Cadavers, however, can be difficult to source in large quantities — especially those with a specific, existing health complication. A global conference in Adelaide in November used 168 noses and 40 heads to train surgeons across the world.
Fusetec’s Sinus Models
Fusetec’s sinus models feature textures that closely resemble layers such as skin, tissue, and bone, allowing surgeons to receive a high-class training experience without the use of cadavers. In the past year, they have presented their newly created full head at medical conferences worldwide. The final product can be modified to include pathologies such as tumors for extended practice in their removal or treatment.

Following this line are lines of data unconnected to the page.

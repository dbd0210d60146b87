use serde::{Deserialize, Serialize};
use utoipa::ToSchema;

/// Body of every error response.
#[derive(Debug, Serialize, Deserialize, ToSchema)]
pub struct ErrorResponse {
    pub error: String,
}
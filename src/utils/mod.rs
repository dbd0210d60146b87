//! Shared helpers for the feature modules.
//!
//! - [`records`]: Document/record conversion and email-unique writes

pub mod records;
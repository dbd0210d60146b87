use anyhow::anyhow;
use tracing::instrument;
use uuid::Uuid;

use gubae_core::AppError;
use gubae_db::{DocumentStore, Filter};
use gubae_models::{CreateStaffDto, Staff, StaffFilterParams, UpdateStaffDto};

use crate::utils::records::{decode, decode_all, encode, insert_unique_email, update_unique_email};

pub const STAFF_NOT_FOUND: &str = "Staff not found";

pub struct StaffService;

impl StaffService {
    #[instrument(skip(store))]
    pub async fn create_staff(
        store: &dyn DocumentStore,
        dto: CreateStaffDto,
    ) -> Result<Staff, AppError> {
        decode(insert_unique_email(store, Staff::COLLECTION, encode(&dto)?).await?)
    }

    #[instrument(skip(store))]
    pub async fn get_staff(
        store: &dyn DocumentStore,
        filters: StaffFilterParams,
    ) -> Result<Vec<Staff>, AppError> {
        let filter = Filter::new()
            .contains("fullName", filters.full_name.as_deref())
            .contains("email", filters.email.as_deref())
            .contains("jobType", filters.job_type.as_deref());

        decode_all(store.find(Staff::COLLECTION, &filter).await?)
    }

    #[instrument(skip(store))]
    pub async fn get_staff_member(store: &dyn DocumentStore, id: Uuid) -> Result<Staff, AppError> {
        let document = store
            .find_by_id(Staff::COLLECTION, id)
            .await?
            .ok_or_else(|| AppError::not_found(anyhow!(STAFF_NOT_FOUND)))?;

        decode(document)
    }

    #[instrument(skip(store))]
    pub async fn update_staff(
        store: &dyn DocumentStore,
        id: Uuid,
        dto: UpdateStaffDto,
    ) -> Result<Staff, AppError> {
        let document = update_unique_email(store, Staff::COLLECTION, id, encode(&dto)?)
            .await?
            .ok_or_else(|| AppError::not_found(anyhow!(STAFF_NOT_FOUND)))?;

        decode(document)
    }

    #[instrument(skip(store))]
    pub async fn delete_staff(store: &dyn DocumentStore, id: Uuid) -> Result<(), AppError> {
        if !store.delete_by_id(Staff::COLLECTION, id).await? {
            return Err(AppError::not_found(anyhow!(STAFF_NOT_FOUND)));
        }

        Ok(())
    }
}
use anyhow::{Context, bail};
use clap::{Parser, Subcommand};
use dialoguer::{Input, Password};
use dotenvy::dotenv;
use validator::Validate;

use gubae::modules::auth::service::AuthService;
use gubae_config::DatabaseConfig;
use gubae_db::connect_store;
use gubae_models::RegisterRequest;

#[derive(Parser)]
#[command(name = "gubae-cli")]
#[command(about = "Gubae CLI - Administrative tools for the Gubae API", long_about = None)]
struct Cli {
    #[command(subcommand)]
    command: Commands,
}

#[derive(Subcommand)]
enum Commands {
    /// Create an administrator account
    CreateAdmin {
        /// Email address
        #[arg(short = 'e', long)]
        email: Option<String>,

        /// Password (prompted securely if not provided)
        #[arg(short = 'p', long)]
        password: Option<String>,
    },
}

#[tokio::main]
async fn main() {
    dotenv().ok();
    tracing_subscriber::fmt()
        .with_env_filter(
            tracing_subscriber::EnvFilter::try_from_default_env()
                .unwrap_or_else(|_| "warn".into()),
        )
        .init();

    let cli = Cli::parse();

    let result = match cli.command {
        Commands::CreateAdmin { email, password } => create_admin(email, password).await,
    };

    if let Err(e) = result {
        eprintln!("\nError: {:#}", e);
        std::process::exit(1);
    }
}

async fn create_admin(email: Option<String>, password: Option<String>) -> anyhow::Result<()> {
    let email = match email {
        Some(email) => email,
        None => Input::new()
            .with_prompt("Email address")
            .interact_text()
            .context("Failed to read email")?,
    };

    let password = match password {
        Some(password) => password,
        None => Password::new()
            .with_prompt("Password")
            .with_confirmation("Confirm password", "Passwords don't match")
            .interact()
            .context("Failed to read password")?,
    };

    let request = RegisterRequest { email, password };
    if let Err(errors) = request.validate() {
        bail!("Invalid admin details: {}", errors);
    }

    let config = DatabaseConfig::from_env()?;
    if config.is_memory() {
        bail!("DATABASE_URL points at the in-memory store; the admin would be lost on exit");
    }
    let store = connect_store(&config)
        .await
        .context("Failed to connect to the document store")?;

    let admin = AuthService::register(store.as_ref(), request)
        .await
        .map_err(|e| anyhow::anyhow!(e.message()))?;

    println!("\nAdmin created successfully!");
    println!("   ID: {}", admin.id);
    println!("   Email: {}", admin.email);
    Ok(())
}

The first commercial course that utilized Fusetec’s models was offered in Montreal (September), with a similar course following suite in New Orleans. Fusetec CEO Mark Roe explained that he had planned to present this sinus model at a conference in Milan, before COVID-19 paused travel and major events.
He told The Lead:
“We’ve been shipping the sinus products around the world but as soon as that first product was endorsed and accepted by the market, we started developing the rest of the anatomy and that’s what we’re doing at the moment.

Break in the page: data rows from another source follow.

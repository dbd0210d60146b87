//! # Gubae DB
//!
//! The document store behind every Gubae resource.
//!
//! Documents are JSON objects grouped into named collections and addressed by
//! a UUID stored under the [`ID_FIELD`] key. Queries take a [`Filter`].
//!
//! Two backends implement [`DocumentStore`]:
//!
//! - [`PgDocumentStore`]: PostgreSQL, one JSONB row per document
//! - [`MemoryDocumentStore`]: in-process, used by tests and `DATABASE_URL=memory://`
//!
//! # Example
//!
//! ```ignore
//! use gubae_config::DatabaseConfig;
//! use gubae_db::{Filter, connect_store};
//!
//! let store = connect_store(&DatabaseConfig::from_env()?).await?;
//! let teachers = store
//!     .find("teachers", &Filter::new().contains("subject", Some("math")))
//!     .await?;
//! ```

use std::sync::Arc;

use async_trait::async_trait;
use gubae_config::DatabaseConfig;
use uuid::Uuid;

pub mod codec;
pub mod filter;
pub mod memory;
pub mod postgres;

pub use codec::{from_document, to_document};
pub use filter::{Condition, Filter};
pub use memory::MemoryDocumentStore;
pub use postgres::PgDocumentStore;

/// A stored JSON object.
pub type Document = serde_json::Map<String, serde_json::Value>;

/// Key under which every document carries its id.
pub const ID_FIELD: &str = "id";

#[derive(Debug, thiserror::Error)]
pub enum StoreError {
    #[error("database error: {0}")]
    Database(#[from] sqlx::Error),
    #[error("migration error: {0}")]
    Migration(#[from] sqlx::migrate::MigrateError),
    #[error("stored document in `{collection}` is not a JSON object")]
    Corrupt { collection: String },
    #[error("`{field}` is already taken in `{collection}`")]
    Duplicate { collection: String, field: String },
}

impl StoreError {
    fn duplicate(collection: &str, field: &str) -> Self {
        Self::Duplicate {
            collection: collection.to_string(),
            field: field.to_string(),
        }
    }
}

/// Persistence operations the resource services need.
///
/// Implementations assign a fresh id on insert, merge top-level fields on
/// update (the id is never overwritten) and return documents in insertion
/// order.
#[async_trait]
pub trait DocumentStore: Send + Sync + std::fmt::Debug {
    async fn insert(&self, collection: &str, document: Document) -> Result<Document, StoreError>;

    /// Inserts like [`insert`](Self::insert), failing with
    /// [`StoreError::Duplicate`] when another document in `collection` already
    /// holds the same string under `field`. The check and the write are atomic.
    /// Documents without a string `field` are inserted unchecked.
    async fn insert_unique(
        &self,
        collection: &str,
        field: &str,
        document: Document,
    ) -> Result<Document, StoreError>;

    async fn find(&self, collection: &str, filter: &Filter) -> Result<Vec<Document>, StoreError>;

    async fn find_by_id(&self, collection: &str, id: Uuid) -> Result<Option<Document>, StoreError>;

    /// Merges `changes` into the document; `None` when no document has `id`.
    async fn update_by_id(
        &self,
        collection: &str,
        id: Uuid,
        changes: Document,
    ) -> Result<Option<Document>, StoreError>;

    /// Updates like [`update_by_id`](Self::update_by_id), atomically rejecting a
    /// string `field` in `changes` that another document already holds.
    /// A missing document yields `Ok(None)` before uniqueness is considered.
    async fn update_unique(
        &self,
        collection: &str,
        id: Uuid,
        field: &str,
        changes: Document,
    ) -> Result<Option<Document>, StoreError>;

    /// Merges `changes` into every document whose id is in `ids`.
    ///
    /// Returns how many documents actually changed; a document that already
    /// holds every value in `changes` is left alone and not counted.
    async fn update_many(
        &self,
        collection: &str,
        ids: &[Uuid],
        changes: Document,
    ) -> Result<u64, StoreError>;

    /// Returns whether a document was removed.
    async fn delete_by_id(&self, collection: &str, id: Uuid) -> Result<bool, StoreError>;

    async fn count(&self, collection: &str, filter: &Filter) -> Result<u64, StoreError>;

    async fn find_one(
        &self,
        collection: &str,
        filter: &Filter,
    ) -> Result<Option<Document>, StoreError> {
        Ok(self.find(collection, filter).await?.into_iter().next())
    }
}

pub type SharedStore = Arc<dyn DocumentStore>;

/// Connects the backend selected by `config.url`.
pub async fn connect_store(config: &DatabaseConfig) -> Result<SharedStore, StoreError> {
    if config.is_memory() {
        tracing::warn!("Using in-memory document store; data is lost on restart");
        return Ok(Arc::new(MemoryDocumentStore::new()));
    }

    let store = PgDocumentStore::connect(config).await?;
    store.migrate().await?;
    Ok(Arc::new(store))
}

fn strip_id(mut changes: Document) -> Document {
    changes.remove(ID_FIELD);
    changes
}

fn unique_value<'a>(document: &'a Document, field: &str) -> Option<&'a str> {
    document.get(field)?.as_str()
}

Our objective is to create a complete library of human anatomy with pathologies so that’s what we’re working towards during this period.”
Future Directions
Roe believes that surgeons are slow to adapt to new technologies, but expresses his confidence that they will do so in the weeks following the end of COVID-19.
He explains, “We have taken a bit of a short-term hit with the rolling out of our products but in the long term it will be a benefit to us because it will alert surgeons to the risk of bacteria and cause them to look for alternatives to rehearse and practise their profession on.”

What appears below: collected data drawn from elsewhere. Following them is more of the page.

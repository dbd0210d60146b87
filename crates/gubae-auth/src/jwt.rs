//! Token codec.
//!
//! [`TokenCodec`] signs claims into an HS256 JWT and verifies tokens back into
//! claims. Both operations are pure computation over the configured secret;
//! the `*_at` variants take the clock reading explicitly so expiry can be
//! exercised without waiting.
//!
//! Expiration is enforced by the codec itself rather than by `jsonwebtoken`'s
//! built-in check, because the library applies a default leeway. A token is
//! valid strictly before `exp` and invalid at or after it.

use chrono::{DateTime, Duration, Utc};
use jsonwebtoken::errors::ErrorKind;
use jsonwebtoken::{Algorithm, DecodingKey, EncodingKey, Header, Validation, decode, encode};

use gubae_config::JwtConfig;
use gubae_core::AppError;

use crate::claims::Claims;

/// Tokens expire five hours after issuance.
pub const TOKEN_TTL_SECS: i64 = 5 * 60 * 60;

pub const EXPIRED_TOKEN: &str = "Token has expired";
pub const INVALID_SIGNATURE: &str = "Invalid token signature";
pub const MALFORMED_TOKEN: &str = "Malformed token";

/// Outcome of verifying a bearer token.
#[derive(Debug, Clone, PartialEq, Eq)]
pub enum TokenVerification {
    Valid(Claims),
    Invalid { reason: String },
}

impl TokenVerification {
    fn invalid(reason: &str) -> Self {
        Self::Invalid {
            reason: reason.to_string(),
        }
    }

    pub fn is_valid(&self) -> bool {
        matches!(self, Self::Valid(_))
    }

    pub fn claims(self) -> Option<Claims> {
        match self {
            Self::Valid(claims) => Some(claims),
            Self::Invalid { .. } => None,
        }
    }
}

#[derive(Clone)]
pub struct TokenCodec {
    encoding_key: EncodingKey,
    decoding_key: DecodingKey,
    validation: Validation,
    ttl: Duration,
}

impl TokenCodec {
    pub fn new(config: &JwtConfig) -> Self {
        let mut validation = Validation::new(Algorithm::HS256);
        validation.validate_exp = false;
        validation.set_required_spec_claims(&["exp", "sub"]);

        Self {
            encoding_key: EncodingKey::from_secret(config.secret.as_bytes()),
            decoding_key: DecodingKey::from_secret(config.secret.as_bytes()),
            validation,
            ttl: Duration::seconds(TOKEN_TTL_SECS),
        }
    }

    /// Issues a token for `identifier` that expires five hours from now.
    pub fn issue(&self, identifier: &str) -> Result<String, AppError> {
        self.issue_at(identifier, Utc::now())
    }

    /// Issues a token as if the current instant were `issued_at`.
    ///
    /// Identical identifier, secret and instant always produce the same token.
    pub fn issue_at(&self, identifier: &str, issued_at: DateTime<Utc>) -> Result<String, AppError> {
        let expires_at = issued_at
            .checked_add_signed(self.ttl)
            .ok_or_else(|| AppError::internal(anyhow::anyhow!("Token expiry is out of range")))?;

        let claims = Claims {
            sub: identifier.to_string(),
            iat: issued_at.timestamp(),
            exp: expires_at.timestamp(),
        };

        encode(&Header::new(Algorithm::HS256), &claims, &self.encoding_key)
            .map_err(|e| AppError::internal(anyhow::anyhow!("Failed to create token: {}", e)))
    }

    pub fn verify(&self, token: &str) -> TokenVerification {
        self.verify_at(token, Utc::now())
    }

    /// Verifies `token` against the secret, treating `now` as the current instant.
    pub fn verify_at(&self, token: &str, now: DateTime<Utc>) -> TokenVerification {
        match decode::<Claims>(token, &self.decoding_key, &self.validation) {
            Ok(data) if now.timestamp() >= data.claims.exp => {
                TokenVerification::invalid(EXPIRED_TOKEN)
            }
            Ok(data) => TokenVerification::Valid(data.claims),
            Err(e) => match e.kind() {
                ErrorKind::InvalidSignature | ErrorKind::InvalidAlgorithm => {
                    TokenVerification::invalid(INVALID_SIGNATURE)
                }
                ErrorKind::ExpiredSignature => TokenVerification::invalid(EXPIRED_TOKEN),
                _ => TokenVerification::invalid(MALFORMED_TOKEN),
            },
        }
    }
}

impl std::fmt::Debug for TokenCodec {
    fn fmt(&self, f: &mut std::fmt::Formatter<'_>) -> std::fmt::Result {
        f.debug_struct("TokenCodec")
            .field("algorithm", &"HS256")
            .field("ttl_secs", &self.ttl.num_seconds())
            .finish()
    }
}

#[cfg(test)]
mod tests {
    use super::*;
    use chrono::TimeZone;

    fn test_codec() -> TokenCodec {
        TokenCodec::new(&JwtConfig::new("test-secret-key-at-least-32-characters-long"))
    }

    fn fixed_instant() -> DateTime<Utc> {
        Utc.with_ymd_and_hms(2024, 3, 1, 9, 0, 0).unwrap()
    }

    #[test]
    fn test_issue_then_verify_is_valid() {
        let codec = test_codec();
        let token = codec.issue("admin@example.com").unwrap();

        let claims = codec.verify(&token).claims().unwrap();
        assert_eq!(claims.sub, "admin@example.com");
        assert_eq!(claims.exp - claims.iat, 5 * 60 * 60);
    }

    #[test]
    fn test_issue_at_end_of_time_is_an_error() {
        let codec = test_codec();
        let err = codec
            .issue_at("admin@example.com", DateTime::<Utc>::MAX_UTC)
            .unwrap_err();
        assert_eq!(err.status.as_u16(), 500);
    }

    #[test]
    fn test_token_valid_until_just_before_expiry() {
        let codec = test_codec();
        let issued = fixed_instant();
        let token = codec.issue_at("admin@example.com", issued).unwrap();

        let almost = issued + Duration::hours(5) - Duration::seconds(1);
        assert!(codec.verify_at(&token, almost).is_valid());
    }

    #[test]
    fn test_token_invalid_at_and_after_expiry() {
        let codec = test_codec();
        let issued = fixed_instant();
        let token = codec.issue_at("admin@example.com", issued).unwrap();

        let at_expiry = issued + Duration::hours(5);
        assert_eq!(
            codec.verify_at(&token, at_expiry),
            TokenVerification::Invalid {
                reason: EXPIRED_TOKEN.to_string()
            }
        );
        let day_later = at_expiry + Duration::days(1);
        assert!(!codec.verify_at(&token, day_later).is_valid());
    }

    #[test]
    fn test_issue_is_deterministic_for_same_instant() {
        let codec = test_codec();
        let issued = fixed_instant();

        let first = codec.issue_at("admin@example.com", issued).unwrap();
        let second = codec.issue_at("admin@example.com", issued).unwrap();
        assert_eq!(first, second);

        let later = codec
            .issue_at("admin@example.com", issued + Duration::seconds(1))
            .unwrap();
        assert_ne!(first, later);
    }

    #[test]
    fn test_wrong_secret_is_invalid_signature() {
        let codec = test_codec();
        let token = codec.issue("admin@example.com").unwrap();

        let other = TokenCodec::new(&JwtConfig::new(
            "different-secret-key-at-least-32-characters",
        ));
        assert_eq!(
            other.verify(&token),
            TokenVerification::Invalid {
                reason: INVALID_SIGNATURE.to_string()
            }
        );
    }

    #[test]
    fn test_tampered_signature_is_invalid() {
        let codec = test_codec();
        let token = codec.issue("admin@example.com").unwrap();

        let (head, signature) = token.rsplit_once('.').unwrap();
        let flipped: String = signature.chars().rev().collect();
        let tampered = format!("{}.{}", head, flipped);

        assert!(!codec.verify(&tampered).is_valid());
    }

    #[test]
    fn test_malformed_tokens_are_invalid() {
        let codec = test_codec();

        for garbage in ["", "not-a-token", "a.b.c", "....", "Bearer", "eyJhbGciOi.x.y"] {
            match codec.verify(garbage) {
                TokenVerification::Valid(_) => panic!("{:?} verified", garbage),
                TokenVerification::Invalid { reason } => {
                    assert!(!reason.is_empty());
                    assert!(!reason.contains("test-secret"));
                }
            }
        }
    }

    #[test]
    fn test_debug_does_not_leak_secret() {
        let rendered = format!("{:?}", test_codec());
        assert!(!rendered.contains("test-secret"));
    }
}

Australia’s Advanced Manufacturing Growth Centre and the University of South Australia’s Future Industries Institute have presented Fusetec with grants as well as the responsibility of making the manufacturing process for products such as the sinus model less time-consuming and more efficient.
Applications
My introduction to this field was through a very similar project. In my Fabbaloo intro post, I talk about this project in more detail. Basically, it was a brain model that allowed general surgeons to practice, so that they would be prepared in the case that they had to perform an emergency craniotomy. In rural communities, it’s very difficult to find specialized doctors in a short amount of time, so tools like this sinus model will help all surgeons get a general idea of what to do when the need for a specialized surgery arises.
Fusetech is far from the only company to have explored the 3D printing of organ simulations. For example, Wake Forest Institute 3D printed miniature organs to test COVID-19 treatments, and SynDaver, a company dedicated to making synthetic cadavers, relatively recently entered the 3D printing industry. Of course there are tons of others that we have written about on Fabbaloo, but I think that the message that we need to take away is that this technology is applicable everywhere.
It isn’t an opportunity that’s unique to neurosurgeons. We’ve printed miniature functional organs and life-size organs that feel the same texturally as organs inside the body. I’ve seen so many projects trying to make a functional pancreas for diabetic patients and when we can print an accurate model of a complex organ such as the brain, it’s definitely worth giving it a shot.